- Associated Press - Wednesday, October 22, 2014

KOKOMO, Ind. (AP) - Surrounded by sixth graders - many of whom are at least as tall as she is - Teresa Elmore wasn’t easy to spot in her classroom on Oct. 9.

But her students knew exactly where to go as they sought advice on the plays they were working on, the culmination of a unit on technical theater.

Elmore, a first-year Central Middle International School drama teacher, told one group to think about movie soundtracks when selecting music to set the mood they wanted for their play. She advised another group to look for an app on their phones with a sneezing sound - rather than grab some pepper from the cafeteria to try to get one of the students to sneeze, as they had originally suggested.

As other groups moved to the hallway to rehearse, visited the media center to print images of their props and assembled a poster displaying their costume designs, Elmore kept the 30 students in her class on task amid the flurry of activity, talking and laughter.

Elmore’s six-week technical theater unit covered costume design, lighting, scenic design and sound design. One day, the class went to the student center and Elmore mapped out the hierarchy of the theater business on a whiteboard that covered the whole wall so students could see the different roles required to put on a production. As a summative assessment for the unit, students picked a group to work with and selected a fairytale to rewrite into a play.

They had to pick a theme for the play - like a zombie version of “Stone Soup” or Halo-themed “Goldilocks and the Three Bears” - and the set design, costumes, lighting and dialogue had to reflect the theme. In addition to performing a five-minute scene from their play, students also had to make a prop list that outlined when things would enter and exit the stage, give a presentation on the work they did and explain the technical choices they made for their production.

“It’s taking basically the projects they did (in the technical theater unit) and applying it to that play. They’re taking on the role of that person as they learned it,” Elmore told the Kokomo Tribune (https://bit.ly/1teE83t ). “I’m excited about their plays. . It’s really cool how they turned it into a play right away. I try to do summative assessments that incorporate different types of expression.”

Students had plenty of flexibility in how they could complete the project. They could draw a few scenes from their play or create one 3-D scene in a shoebox. They could build a prop or find images online of what they would like to use.

Thursday was show time.

Five girls - playwright Olivia Hicks, costume designer Molly Hunter, prop designer Lizzie Felker, sound designer Molly Mavrick and scenic designer Ashlyn Markley - took the “stage” first.

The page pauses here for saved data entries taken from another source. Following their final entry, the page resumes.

//! The search session: observable state plus deferred collection.
//!
//! All mutation is synchronous; the only deferred construct is a
//! single-slot pending action. Scheduling a new action replaces whatever
//! was pending, so a flush never runs against stale keyword or active-key
//! values. The host calls [`SearchSession::flush`] once the render
//! reflecting the previous state change has committed. Dropping the
//! session discards any pending action with it.

use serde::Serialize;
use tracing::debug;
use vellum_editor::Editor;

use crate::collect::{collect, SearchResult};

/// Snapshot of the search subsystem.
#[derive(Debug, Clone, Default, PartialEq, Serialize)]
#[serde(rename_all = "camelCase")]
pub struct SearchState {
    pub keyword: String,
    pub active_key: String,
    pub results: Vec<SearchResult>,
}

/// What changed, delivered to subscribers alongside the new state.
#[derive(Debug, Clone, PartialEq)]
pub enum SearchEvent {
    /// `results` was recomputed.
    Collected,
    /// A result became active; scroll it into view now.
    Activated(String),
    /// The whole subsystem returned to idle.
    Reset,
}

/// Handle returned by [`SearchSession::subscribe`].
#[derive(Debug, Clone, Copy, PartialEq, Eq)]
pub struct SubscriptionId(u64);

type Listener = Box<dyn FnMut(&SearchState, &SearchEvent)>;

#[derive(Debug, Clone, PartialEq)]
enum Deferred {
    Collect,
    Activate(String),
}

/// Owns search state for one editing session.
pub struct SearchSession {
    state: SearchState,
    /// At most one deferred action; newer schedules supersede older.
    pending: Option<Deferred>,
    listeners: Vec<(SubscriptionId, Listener)>,
    next_subscription: u64,
    /// Editor version at the last collection, to skip redundant passes.
    collected_version: Option<u64>,
}

impl Default for SearchSession {
    fn default() -> SearchSession {
        SearchSession::new()
    }
}

impl SearchSession {
    pub fn new() -> SearchSession {
        SearchSession {
            state: SearchState::default(),
            pending: None,
            listeners: Vec::new(),
            next_subscription: 0,
            collected_version: None,
        }
    }

    pub fn get_state(&self) -> &SearchState {
        &self.state
    }

    /// Sets the keyword and schedules a collection pass. An empty keyword
    /// clears the results immediately and cancels anything pending.
    pub fn set_keyword(&mut self, keyword: &str) {
        if self.state.keyword == keyword {
            return;
        }
        debug!(keyword, "search keyword changed");
        self.state.keyword = keyword.to_string();
        if keyword.is_empty() {
            self.state.results.clear();
            self.pending = None;
            self.collected_version = None;
            self.notify(&SearchEvent::Collected);
        } else {
            self.pending = Some(Deferred::Collect);
        }
    }

    /// Marks one result active. The scroll notification is deferred until
    /// the activating render has committed.
    pub fn set_active_key(&mut self, key: &str) {
        self.state.active_key = key.to_string();
        self.pending = Some(Deferred::Activate(key.to_string()));
    }

    /// Returns to idle: clears keyword, active key and results in one step
    /// and cancels any pending action.
    pub fn reset(&mut self) {
        self.state = SearchState::default();
        self.pending = None;
        self.collected_version = None;
        self.notify(&SearchEvent::Reset);
    }

    /// Schedules a collection pass even when the document version has not
    /// moved. Used after replacements, which invalidate every range.
    pub fn force_collect(&mut self) {
        if !self.state.keyword.is_empty() {
            self.collected_version = None;
            self.pending = Some(Deferred::Collect);
        }
    }

    /// Host signal that the document mutated. Schedules a collection pass
    /// when a keyword is live and the version actually moved.
    pub fn document_changed(&mut self, editor: &Editor) {
        if self.state.keyword.is_empty() {
            return;
        }
        if self.collected_version == Some(editor.version()) {
            return;
        }
        self.pending = Some(Deferred::Collect);
    }

    /// Runs the pending action, if any. The host calls this once per
    /// committed render; only the most recently scheduled action runs.
    /// Returns whether anything ran.
    pub fn flush(&mut self, editor: &Editor) -> bool {
        let Some(action) = self.pending.take() else {
            return false;
        };
        match action {
            Deferred::Collect => {
                self.state.results = collect(editor.children(), &self.state.keyword);
                self.collected_version = Some(editor.version());
                debug!(
                    keyword = %self.state.keyword,
                    results = self.state.results.len(),
                    "search results collected"
                );
                self.notify(&SearchEvent::Collected);
            }
            Deferred::Activate(key) => {
                self.notify(&SearchEvent::Activated(key));
            }
        }
        true
    }

    /// Registers a listener for state changes. Listeners fire synchronously
    /// inside the call that changes state.
    pub fn subscribe(
        &mut self,
        listener: impl FnMut(&SearchState, &SearchEvent) + 'static,
    ) -> SubscriptionId {
        let id = SubscriptionId(self.next_subscription);
        self.next_subscription += 1;
        self.listeners.push((id, Box::new(listener)));
        id
    }

    pub fn unsubscribe(&mut self, id: SubscriptionId) {
        self.listeners.retain(|(existing, _)| *existing != id);
    }

    fn notify(&mut self, event: &SearchEvent) {
        for (_, listener) in &mut self.listeners {
            listener(&self.state, event);
        }
    }
}
//! Keyword replacement over collected results.
//!
//! Replacement trusts the collected ranges: each edit deletes exactly the
//! keyword's length at a match anchor and inserts the replacement there.
//! Every call schedules a fresh collection pass because the edits
//! invalidate all ranges, including replacements that happen to contain
//! the keyword again.

use tracing::debug;
use vellum_editor::{Editor, EditorResult};

use crate::collect::SearchResult;
use crate::session::SearchSession;

impl SearchSession {
    /// Replaces the active match, or the first match when none is active.
    /// A no-op without results.
    pub fn replace_current(&mut self, editor: &mut Editor, replacement: &str) -> EditorResult<()> {
        let state = self.get_state();
        let current = state
            .results
            .iter()
            .find(|r| !state.active_key.is_empty() && r.key == state.active_key)
            .or_else(|| state.results.first())
            .cloned();
        let Some(result) = current else {
            return Ok(());
        };

        let keyword_chars = state.keyword.chars().count();
        debug!(key = %result.key, "replacing current match");
        editor.begin_batch();
        let edit = replace_one(editor, &result, keyword_chars, replacement);
        let end = editor.end_batch();
        edit.and(end)?;

        self.force_collect();
        Ok(())
    }

    /// Replaces every collected match in one history step, walking the
    /// results in reverse document order so earlier ranges stay valid
    /// while later ones are edited.
    pub fn replace_all(&mut self, editor: &mut Editor, replacement: &str) -> EditorResult<()> {
        if self.get_state().results.is_empty() {
            return Ok(());
        }
        let results = self.get_state().results.clone();
        let keyword_chars = self.get_state().keyword.chars().count();
        debug!(count = results.len(), "replacing all matches");

        editor.begin_batch();
        let edits = (|| {
            for result in results.iter().rev() {
                replace_one(editor, result, keyword_chars, replacement)?;
            }
            Ok(())
        })();
        let end = editor.end_batch();
        edits.and(end)?;

        self.force_collect();
        Ok(())
    }
}

fn replace_one(
    editor: &mut Editor,
    result: &SearchResult,
    keyword_chars: usize,
    replacement: &str,
) -> EditorResult<()> {
    let anchor = result.range.start().clone();
    editor.delete_at(&anchor, keyword_chars)?;
    if !replacement.is_empty() {
        editor.insert_text_at(&anchor, replacement)?;
    }
    Ok(())
}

A large sheet of paper with the wintry setting for their fairytale, “I Wander,” was hung on the whiteboard behind them. They ducked behind a book cart for offstage wardrobe changes, which the girls said was one of the hardest parts of keeping the production running smoothly. They had to take on multiple roles to cover all the characters in their story.

“I’m an actor usually. Now I understand more what (backstage hands) do,” said Hunter, who performs with Curtain Call Theatre for Children. “I was nervous because we lost our scripts and someone stole one of our props. But the show must go on.”

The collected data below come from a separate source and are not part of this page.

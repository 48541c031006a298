//! Points, ranges and selections over the document tree.

use serde::{Deserialize, Serialize};

use crate::path::Path;
use crate::text::AdvancedHighlight;

/// A position inside a text leaf: the leaf's path plus a character offset
/// into its content.
#[derive(Debug, Clone, PartialEq, Eq, PartialOrd, Ord, Hash, Serialize, Deserialize)]
pub struct Point {
    pub path: Path,
    pub offset: usize,
}

impl Point {
    pub fn new(path: impl Into<Path>, offset: usize) -> Point {
        Point {
            path: path.into(),
            offset,
        }
    }
}

/// A span between two points. `anchor` is where the selection started,
/// `focus` where it ends; focus may precede anchor (backward selection).
#[derive(Debug, Clone, PartialEq, Eq, Serialize, Deserialize)]
pub struct Range {
    pub anchor: Point,
    pub focus: Point,
}

impl Range {
    pub fn new(anchor: Point, focus: Point) -> Range {
        Range { anchor, focus }
    }

    /// Zero-width range at a single point.
    pub fn collapsed(point: Point) -> Range {
        Range {
            anchor: point.clone(),
            focus: point,
        }
    }

    pub fn is_collapsed(&self) -> bool {
        self.anchor == self.focus
    }

    pub fn is_backward(&self) -> bool {
        self.focus < self.anchor
    }

    /// The two points in document order.
    pub fn edges(&self) -> (&Point, &Point) {
        if self.is_backward() {
            (&self.focus, &self.anchor)
        } else {
            (&self.anchor, &self.focus)
        }
    }

    pub fn start(&self) -> &Point {
        self.edges().0
    }

    pub fn end(&self) -> &Point {
        self.edges().1
    }

    /// Whether the subtree at `path` intersects this range. Points sit in
    /// text leaves, so a path intersects when it is neither wholly before
    /// the start leaf nor wholly after the end leaf.
    pub fn includes_path(&self, path: &Path) -> bool {
        let (start, end) = self.edges();
        let after_start = *path >= start.path || path.is_prefix_of(&start.path);
        let before_end = *path <= end.path || path.is_prefix_of(&end.path);
        after_start && before_end
    }
}

/// The editor selection: `None` when the document has no cursor.
pub type Selection = Option<Range>;

/// A transient highlight span attached to a text leaf by the decoration
/// pass. Decorations never persist in the document.
#[derive(Debug, Clone, PartialEq, Serialize, Deserialize)]
pub struct Decoration {
    pub range: Range,
    pub highlight: AdvancedHighlight,
    /// Set when this span is the active search result.
    pub active: bool,
}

The girls said they learned how much teamwork it takes to put on a production, and they liked that they got to pick their own groups for the project.

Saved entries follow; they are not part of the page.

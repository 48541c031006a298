//! The decoration pass: keyword matches → highlight spans.
//!
//! Pure functions of `(leaf, path, keyword)`. The render layer calls
//! [`decorate`] for every leaf on every pass, so nothing here may hold
//! state or allocate keys that drift between passes.

use crc32fast::Hasher;
use vellum_model::{
    walk, AdvancedHighlight, Decoration, Node, Path, Point, Range, SearchAnnotation, Text,
};

/// Background for every keyword match.
pub const HIGHLIGHT_COLOR: &str = "#ffff00";

/// Background for the active match.
pub const ACTIVE_COLOR: &str = "#ff9632";

/// Derives the opaque key for a match from its leaf path and end offset.
/// Stable across passes, so decoration spans and collected results pair up
/// by key alone.
pub fn search_key(path: &Path, end_offset: usize) -> String {
    let mut hasher = Hasher::new();
    for index in path.as_slice() {
        hasher.update(&index.to_le_bytes());
    }
    hasher.update(&end_offset.to_le_bytes());
    format!("{:x}", hasher.finalize())
}

/// Leftmost non-overlapping keyword matches as character offset pairs.
pub(crate) fn match_offsets(haystack: &str, keyword: &str) -> Vec<(usize, usize)> {
    if keyword.is_empty() {
        return Vec::new();
    }
    let keyword_chars = keyword.chars().count();
    let mut out = Vec::new();
    let mut chars_before = 0;
    let mut counted_to = 0;
    for (byte_index, _) in haystack.match_indices(keyword) {
        chars_before += haystack[counted_to..byte_index].chars().count();
        counted_to = byte_index;
        out.push((chars_before, chars_before + keyword_chars));
    }
    out
}

/// Emits one highlight span per keyword match in `leaf`. The span whose key
/// equals `active_key` is flagged active so it renders in [`ACTIVE_COLOR`].
pub fn decorate(leaf: &Text, path: &Path, keyword: &str, active_key: &str) -> Vec<Decoration> {
    match_offsets(&leaf.text, keyword)
        .into_iter()
        .map(|(start, end)| {
            let key = search_key(path, end);
            let active = !active_key.is_empty() && key == active_key;
            Decoration {
                range: Range::new(
                    Point::new(path.clone(), start),
                    Point::new(path.clone(), end),
                ),
                highlight: AdvancedHighlight {
                    color: HIGHLIGHT_COLOR.into(),
                    search: Some(SearchAnnotation {
                        key,
                        active_color: ACTIVE_COLOR.into(),
                        offset: end,
                    }),
                },
                active,
            }
        })
        .collect()
}

/// Decorates every leaf of a document. Convenience for hosts that hand the
/// whole set to the render layer at once.
pub fn decorate_document(children: &[Node], keyword: &str, active_key: &str) -> Vec<Decoration> {
    if keyword.is_empty() {
        return Vec::new();
    }
    walk::texts(children)
        .flat_map(|(path, leaf)| decorate(leaf, &path, keyword, active_key))
        .collect()
}

#[cfg(test)]
mod tests {
    use super::*;

    #[test]
    fn matches_are_leftmost_and_disjoint() {
        assert_eq!(match_offsets("ababab", "ab"), vec![(0, 2), (2, 4), (4, 6)]);
        assert_eq!(match_offsets("aaaa", "aa"), vec![(0, 2), (2, 4)]);
        assert_eq!(match_offsets("hello", "xyz"), vec![]);
    }

    #[test]
    fn offsets_count_characters_not_bytes() {
        assert_eq!(match_offsets("héllo héllo", "héllo"), vec![(0, 5), (6, 11)]);
    }

    #[test]
    fn empty_keyword_decorates_nothing() {
        let leaf = Text::plain("anything");
        assert!(decorate(&leaf, &Path::new(vec![0, 0]), "", "").is_empty());
    }

    #[test]
    fn keys_are_stable_and_position_dependent() {
        let path = Path::new(vec![0, 0]);
        assert_eq!(search_key(&path, 2), search_key(&path, 2));
        assert_ne!(search_key(&path, 2), search_key(&path, 4));
        assert_ne!(search_key(&path, 2), search_key(&Path::new(vec![1, 0]), 2));
    }

    #[test]
    fn the_active_span_is_flagged() {
        let leaf = Text::plain("ababab");
        let path = Path::new(vec![0, 0]);
        let key = search_key(&path, 4);
        let decos = decorate(&leaf, &path, "ab", &key);
        assert_eq!(decos.len(), 3);
        assert!(!decos[0].active);
        assert!(decos[1].active);
        assert_eq!(decos[1].highlight.search.as_ref().unwrap().offset, 4);
        assert!(!decos[2].active);
    }
}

The six boys who performed the zombie version of “Stone Soup” agreed that teamwork was critical in putting together their play. They also had issues with losing the backdrop that was their set, and they said it was difficult to decide who would handle each role.

“It’s harder than you think to write a play and carry it out,” said David Farr, who was the group’s scenic designer.

Skyler Ridenour was the costume designer, Ian Blassingame designed props, Ian McKinney managed the lighting, Aidan Alter handled the sound and Ethan Zackschewski was the playwright.

“My favorite part was the music,” said Blassingame, giving Alter kudos for his choice of a dubstep version of the World War Z soundtrack to set the tone for their production.

There were plenty of zombie-like “grrrrs” mixed in with their characters’ dialogue, and this particular stone soup recipe included various kinds of brains. The boys liked that Elmore let them be creative.

“She said we could do anything we wanted and we could change it up,” McKinney said.